▸ **Assignment**
Which lines in the data below contain the word "source"? Return each of them.

▸ **Recorded data**
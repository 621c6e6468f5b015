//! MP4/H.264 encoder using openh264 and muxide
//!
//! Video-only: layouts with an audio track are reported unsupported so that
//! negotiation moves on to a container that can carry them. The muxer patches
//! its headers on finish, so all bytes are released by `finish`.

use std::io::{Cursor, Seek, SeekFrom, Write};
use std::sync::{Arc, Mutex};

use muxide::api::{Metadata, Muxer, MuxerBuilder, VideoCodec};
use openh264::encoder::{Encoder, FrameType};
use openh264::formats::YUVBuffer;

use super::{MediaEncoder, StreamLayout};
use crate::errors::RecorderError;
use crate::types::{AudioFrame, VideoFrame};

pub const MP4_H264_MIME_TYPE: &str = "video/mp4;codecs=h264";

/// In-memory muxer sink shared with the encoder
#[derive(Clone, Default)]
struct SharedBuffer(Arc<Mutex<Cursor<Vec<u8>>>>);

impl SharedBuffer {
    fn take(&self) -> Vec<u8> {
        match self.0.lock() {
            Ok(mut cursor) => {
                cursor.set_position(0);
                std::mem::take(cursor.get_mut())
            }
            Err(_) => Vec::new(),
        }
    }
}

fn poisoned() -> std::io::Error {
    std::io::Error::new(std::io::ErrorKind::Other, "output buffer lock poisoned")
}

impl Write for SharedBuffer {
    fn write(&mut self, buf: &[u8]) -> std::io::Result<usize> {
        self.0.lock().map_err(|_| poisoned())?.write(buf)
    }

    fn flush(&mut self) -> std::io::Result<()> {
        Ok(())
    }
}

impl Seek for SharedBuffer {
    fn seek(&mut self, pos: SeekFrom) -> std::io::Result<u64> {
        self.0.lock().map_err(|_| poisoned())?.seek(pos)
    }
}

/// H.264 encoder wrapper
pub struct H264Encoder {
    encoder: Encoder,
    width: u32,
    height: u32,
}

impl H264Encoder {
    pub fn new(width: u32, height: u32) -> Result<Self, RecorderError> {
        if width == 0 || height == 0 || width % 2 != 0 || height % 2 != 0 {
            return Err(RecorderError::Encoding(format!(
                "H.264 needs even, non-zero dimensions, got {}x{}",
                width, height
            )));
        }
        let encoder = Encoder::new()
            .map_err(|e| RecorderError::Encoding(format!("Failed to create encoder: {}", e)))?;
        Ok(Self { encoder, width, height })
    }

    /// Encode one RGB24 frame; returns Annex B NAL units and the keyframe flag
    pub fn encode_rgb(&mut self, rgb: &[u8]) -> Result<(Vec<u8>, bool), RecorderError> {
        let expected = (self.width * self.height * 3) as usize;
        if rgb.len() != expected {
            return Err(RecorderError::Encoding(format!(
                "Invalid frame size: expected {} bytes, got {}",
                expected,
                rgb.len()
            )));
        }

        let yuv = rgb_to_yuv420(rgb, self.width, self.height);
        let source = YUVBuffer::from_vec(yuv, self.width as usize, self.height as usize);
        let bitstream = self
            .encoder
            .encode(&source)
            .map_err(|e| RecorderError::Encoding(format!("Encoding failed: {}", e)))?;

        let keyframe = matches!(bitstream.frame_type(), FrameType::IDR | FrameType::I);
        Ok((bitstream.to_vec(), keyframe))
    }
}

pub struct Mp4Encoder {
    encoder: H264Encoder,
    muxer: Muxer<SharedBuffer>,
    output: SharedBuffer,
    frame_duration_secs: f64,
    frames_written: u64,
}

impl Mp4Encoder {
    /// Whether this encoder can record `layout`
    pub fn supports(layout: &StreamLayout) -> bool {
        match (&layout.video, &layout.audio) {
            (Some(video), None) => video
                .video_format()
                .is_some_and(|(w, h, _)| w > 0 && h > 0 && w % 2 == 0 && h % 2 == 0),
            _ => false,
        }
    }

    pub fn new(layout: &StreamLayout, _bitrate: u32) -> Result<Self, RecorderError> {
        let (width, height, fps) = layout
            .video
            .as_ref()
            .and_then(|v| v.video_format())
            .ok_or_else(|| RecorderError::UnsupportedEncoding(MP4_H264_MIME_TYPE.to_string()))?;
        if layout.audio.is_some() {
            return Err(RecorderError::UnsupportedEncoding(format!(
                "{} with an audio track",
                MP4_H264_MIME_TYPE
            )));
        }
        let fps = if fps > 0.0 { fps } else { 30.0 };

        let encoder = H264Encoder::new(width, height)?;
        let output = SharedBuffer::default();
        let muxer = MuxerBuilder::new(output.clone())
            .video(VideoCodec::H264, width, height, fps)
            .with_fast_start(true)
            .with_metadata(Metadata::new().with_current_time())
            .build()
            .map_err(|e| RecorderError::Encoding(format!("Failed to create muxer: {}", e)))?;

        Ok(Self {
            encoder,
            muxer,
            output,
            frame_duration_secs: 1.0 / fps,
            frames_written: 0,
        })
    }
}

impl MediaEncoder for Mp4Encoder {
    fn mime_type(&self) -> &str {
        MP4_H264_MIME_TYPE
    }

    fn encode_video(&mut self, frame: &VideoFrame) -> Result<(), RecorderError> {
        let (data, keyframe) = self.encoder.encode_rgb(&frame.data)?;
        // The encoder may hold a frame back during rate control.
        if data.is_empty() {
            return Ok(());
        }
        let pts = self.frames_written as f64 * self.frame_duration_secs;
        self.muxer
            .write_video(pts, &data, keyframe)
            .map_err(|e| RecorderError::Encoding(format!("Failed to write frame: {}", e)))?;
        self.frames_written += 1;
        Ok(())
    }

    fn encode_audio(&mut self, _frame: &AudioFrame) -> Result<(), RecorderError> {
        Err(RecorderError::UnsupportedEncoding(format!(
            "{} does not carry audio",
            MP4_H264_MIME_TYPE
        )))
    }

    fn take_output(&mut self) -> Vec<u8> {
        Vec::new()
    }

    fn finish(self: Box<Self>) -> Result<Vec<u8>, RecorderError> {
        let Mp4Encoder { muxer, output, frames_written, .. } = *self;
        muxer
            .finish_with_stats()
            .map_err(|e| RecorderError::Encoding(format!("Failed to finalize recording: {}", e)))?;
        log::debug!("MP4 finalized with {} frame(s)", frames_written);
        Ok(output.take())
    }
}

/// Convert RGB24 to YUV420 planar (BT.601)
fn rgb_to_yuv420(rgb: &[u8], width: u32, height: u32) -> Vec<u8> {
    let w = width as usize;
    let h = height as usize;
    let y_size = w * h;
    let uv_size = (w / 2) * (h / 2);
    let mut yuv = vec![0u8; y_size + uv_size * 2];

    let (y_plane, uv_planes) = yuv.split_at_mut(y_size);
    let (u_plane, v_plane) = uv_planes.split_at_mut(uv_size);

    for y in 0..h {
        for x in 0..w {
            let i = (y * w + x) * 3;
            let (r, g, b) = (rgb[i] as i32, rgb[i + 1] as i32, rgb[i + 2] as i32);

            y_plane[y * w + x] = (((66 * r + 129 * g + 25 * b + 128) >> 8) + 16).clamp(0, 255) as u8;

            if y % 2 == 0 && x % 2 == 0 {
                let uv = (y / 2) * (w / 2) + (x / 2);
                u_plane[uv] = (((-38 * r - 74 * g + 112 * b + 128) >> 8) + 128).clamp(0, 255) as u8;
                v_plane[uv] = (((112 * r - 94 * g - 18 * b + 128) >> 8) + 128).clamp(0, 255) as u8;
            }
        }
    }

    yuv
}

▸ **Reply to the exercise**
        let source = YUVBuffer::from_vec(yuv, self.width as usize, self.height as usize);
            .encode(&source)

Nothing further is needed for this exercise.